### THE TASK
Only an exact repetition of all the entries will be accepted.

(Dataset entries)
+ + + +
use std::future::Future;

use fxconv_tests::{
    block_on, ApiConfig, Arc, BuildMode, HttpClient, HttpError, HttpRequest, HttpResponse,
    SourceErrorKind, StaticHttpClient, TickerSource, UpholdTickerSource,
};

struct SourceCase {
    label: &'static str,
    response: HttpResponse,
    expected: Result<usize, SourceErrorKind>,
}

fn source_with(response: HttpResponse) -> UpholdTickerSource {
    let http_client: Arc<dyn HttpClient> = Arc::new(StaticHttpClient::new(response));
    UpholdTickerSource::with_http_client(http_client, ApiConfig::for_mode(BuildMode::Production))
}

fn cases() -> Vec<SourceCase> {
    vec![
        SourceCase {
            label: "array payload",
            response: HttpResponse::ok_json(
                r#"[{"pair":"BTC-USD","ask":"1","bid":"1","currency":"USD"},
                    {"pair":"XAUUSD","ask":"2","bid":"2","currency":"USD"}]"#,
            ),
            expected: Ok(2),
        },
        SourceCase {
            label: "single object payload",
            response: HttpResponse::ok_json(
                r#"{"pair":"BTC-USD","ask":"1","bid":"1","currency":"USD"}"#,
            ),
            expected: Ok(1),
        },
        SourceCase {
            label: "empty array",
            response: HttpResponse::ok_json("[]"),
            expected: Ok(0),
        },
        SourceCase {
            label: "scalar body",
            response: HttpResponse::ok_json("42"),
            expected: Err(SourceErrorKind::InvalidPayload),
        },
        SourceCase {
            label: "array of non-tickers",
            response: HttpResponse::ok_json(r#"[{"symbol":"BTC"}]"#),
            expected: Err(SourceErrorKind::InvalidPayload),
        },
        SourceCase {
            label: "rate limited",
            response: HttpResponse::with_status(429, ""),
            expected: Err(SourceErrorKind::RateLimited),
        },
        SourceCase {
            label: "server error",
            response: HttpResponse::with_status(502, ""),
            expected: Err(SourceErrorKind::Unavailable),
        },
        SourceCase {
            label: "unknown currency",
            response: HttpResponse::with_status(404, r#"{"code":"not_found"}"#),
            expected: Err(SourceErrorKind::InvalidRequest),
        },
    ]
}

#[test]
fn ticker_source_maps_every_response_shape() {
    for case in cases() {
        let source = source_with(case.response);
        let outcome = block_on(source.tickers("USD"))
            .map(|tickers| tickers.len())
            .map_err(|error| error.kind());

        assert_eq!(outcome, case.expected, "case '{}'", case.label);
    }
}

#[test]
fn ticker_source_errors_carry_stable_codes_and_retry_hints() {
    let rate_limited = block_on(source_with(HttpResponse::with_status(429, "")).tickers("USD"))
        .expect_err("429 must fail");
    assert_eq!(rate_limited.code(), "source.rate_limited");
    assert!(rate_limited.retryable());

    let rejected = block_on(source_with(HttpResponse::with_status(400, "")).tickers("USD"))
        .expect_err("400 must fail");
    assert_eq!(rejected.code(), "source.invalid_request");
    assert!(!rejected.retryable());

    let malformed = block_on(source_with(HttpResponse::ok_json("not json")).tickers("USD"))
        .expect_err("malformed body must fail");
    assert_eq!(malformed.code(), "source.invalid_payload");
    assert!(!malformed.retryable());
}

#[test]
fn ticker_source_urls_follow_build_mode() {
    let production = source_with(HttpResponse::ok_json("[]"));
    assert_eq!(
        production.ticker_url(""),
        "http://api-sandbox.uphold.com/v0/ticker"
    );
    assert_eq!(
        production.ticker_url("EUR"),
        "http://api-sandbox.uphold.com/v0/ticker/EUR"
    );

    let development = UpholdTickerSource::new(ApiConfig::for_mode(BuildMode::Development));
    assert_eq!(
        development.ticker_url("USD"),
        "http://localhost:5173/api/v0/ticker/USD"
    );
    assert_eq!(development.name(), "uphold");
}

#[test]
fn transport_errors_keep_retryability() {
    struct FailingClient(HttpError);

    impl HttpClient for FailingClient {
        fn execute<'a>(
            &'a self,
            _request: HttpRequest,
        ) -> std::pin::Pin<Box<dyn Future<Output = Result<HttpResponse, HttpError>> + Send + 'a>>
        {
            let error = self.0.clone();
            Box::pin(async move { Err(error) })
        }
    }

    let transient = UpholdTickerSource::with_http_client(
        Arc::new(FailingClient(HttpError::new("connection reset"))),
        ApiConfig::default(),
    );
    let error = block_on(transient.tickers("USD")).expect_err("transport failure");
    assert_eq!(error.kind(), SourceErrorKind::Unavailable);
    assert!(error.retryable());

    let fatal = UpholdTickerSource::with_http_client(
        Arc::new(FailingClient(HttpError::non_retryable("invalid url"))),
        ApiConfig::default(),
    );
    let error = block_on(fatal.tickers("USD")).expect_err("transport failure");
    assert_eq!(error.kind(), SourceErrorKind::Internal);
    assert!(!error.retryable());
}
+ + + +
### OUTPUT FOR THIS EXERCISE
use std::future::Future;

use fxconv_tests::{
    block_on, ApiConfig, Arc, BuildMode, HttpClient, HttpError, HttpRequest, HttpResponse,
    SourceErrorKind, StaticHttpClient, TickerSource, UpholdTickerSource,
};

struct SourceCase {
    label: &'static str,
    response: HttpResponse,
    expected: Result<usize, SourceErrorKind>,
}

fn source_with(response: HttpResponse) -> UpholdTickerSource {
    let http_client: Arc<dyn HttpClient> = Arc::new(StaticHttpClient::new(response));
    UpholdTickerSource::with_http_client(http_client, ApiConfig::for_mode(BuildMode::Production))
}

fn cases() -> Vec<SourceCase> {
    vec![
        SourceCase {
            label: "array payload",
            response: HttpResponse::ok_json(
                r#"[{"pair":"BTC-USD","ask":"1","bid":"1","currency":"USD"},
                    {"pair":"XAUUSD","ask":"2","bid":"2","currency":"USD"}]"#,
            ),
            expected: Ok(2),
        },
        SourceCase {
            label: "single object payload",
            response: HttpResponse::ok_json(
                r#"{"pair":"BTC-USD","ask":"1","bid":"1","currency":"USD"}"#,
            ),
            expected: Ok(1),
        },
        SourceCase {
            label: "empty array",
            response: HttpResponse::ok_json("[]"),
            expected: Ok(0),
        },
        SourceCase {
            label: "scalar body",
            response: HttpResponse::ok_json("42"),
            expected: Err(SourceErrorKind::InvalidPayload),
        },
        SourceCase {
            label: "array of non-tickers",
            response: HttpResponse::ok_json(r#"[{"symbol":"BTC"}]"#),
            expected: Err(SourceErrorKind::InvalidPayload),
        },
        SourceCase {
            label: "rate limited",
            response: HttpResponse::with_status(429, ""),
            expected: Err(SourceErrorKind::RateLimited),
        },
        SourceCase {
            label: "server error",
            response: HttpResponse::with_status(502, ""),
            expected: Err(SourceErrorKind::Unavailable),
        },
        SourceCase {
            label: "unknown currency",
            response: HttpResponse::with_status(404, r#"{"code":"not_found"}"#),
            expected: Err(SourceErrorKind::InvalidRequest),
        },
    ]
}

#[test]
fn ticker_source_maps_every_response_shape() {
    for case in cases() {
        let source = source_with(case.response);
        let outcome = block_on(source.tickers("USD"))
            .map(|tickers| tickers.len())
            .map_err(|error| error.kind());

        assert_eq!(outcome, case.expected, "case '{}'", case.label);
    }
}

#[test]
fn ticker_source_errors_carry_stable_codes_and_retry_hints() {
    let rate_limited = block_on(source_with(HttpResponse::with_status(429, "")).tickers("USD"))
        .expect_err("429 must fail");
    assert_eq!(rate_limited.code(), "source.rate_limited");
    assert!(rate_limited.retryable());

    let rejected = block_on(source_with(HttpResponse::with_status(400, "")).tickers("USD"))
        .expect_err("400 must fail");
    assert_eq!(rejected.code(), "source.invalid_request");
    assert!(!rejected.retryable());

    let malformed = block_on(source_with(HttpResponse::ok_json("not json")).tickers("USD"))
        .expect_err("malformed body must fail");
    assert_eq!(malformed.code(), "source.invalid_payload");
    assert!(!malformed.retryable());
}

#[test]
fn ticker_source_urls_follow_build_mode() {
    let production = source_with(HttpResponse::ok_json("[]"));
    assert_eq!(
        production.ticker_url(""),
        "http://api-sandbox.uphold.com/v0/ticker"
    );
    assert_eq!(
        production.ticker_url("EUR"),
        "http://api-sandbox.uphold.com/v0/ticker/EUR"
    );

    let development = UpholdTickerSource::new(ApiConfig::for_mode(BuildMode::Development));
    assert_eq!(
        development.ticker_url("USD"),
        "http://localhost:5173/api/v0/ticker/USD"
    );
    assert_eq!(development.name(), "uphold");
}

#[test]
fn transport_errors_keep_retryability() {
    struct FailingClient(HttpError);

    impl HttpClient for FailingClient {
        fn execute<'a>(
            &'a self,
            _request: HttpRequest,
        ) -> std::pin::Pin<Box<dyn Future<Output = Result<HttpResponse, HttpError>> + Send + 'a>>
        {
            let error = self.0.clone();
            Box::pin(async move { Err(error) })
        }
    }

    let transient = UpholdTickerSource::with_http_client(
        Arc::new(FailingClient(HttpError::new("connection reset"))),
        ApiConfig::default(),
    );
    let error = block_on(transient.tickers("USD")).expect_err("transport failure");
    assert_eq!(error.kind(), SourceErrorKind::Unavailable);
    assert!(error.retryable());

    let fatal = UpholdTickerSource::with_http_client(
        Arc::new(FailingClient(HttpError::non_retryable("invalid url"))),
        ApiConfig::default(),
    );
    let error = block_on(fatal.tickers("USD")).expect_err("transport failure");
    assert_eq!(error.kind(), SourceErrorKind::Internal);
    assert!(!error.retryable());
}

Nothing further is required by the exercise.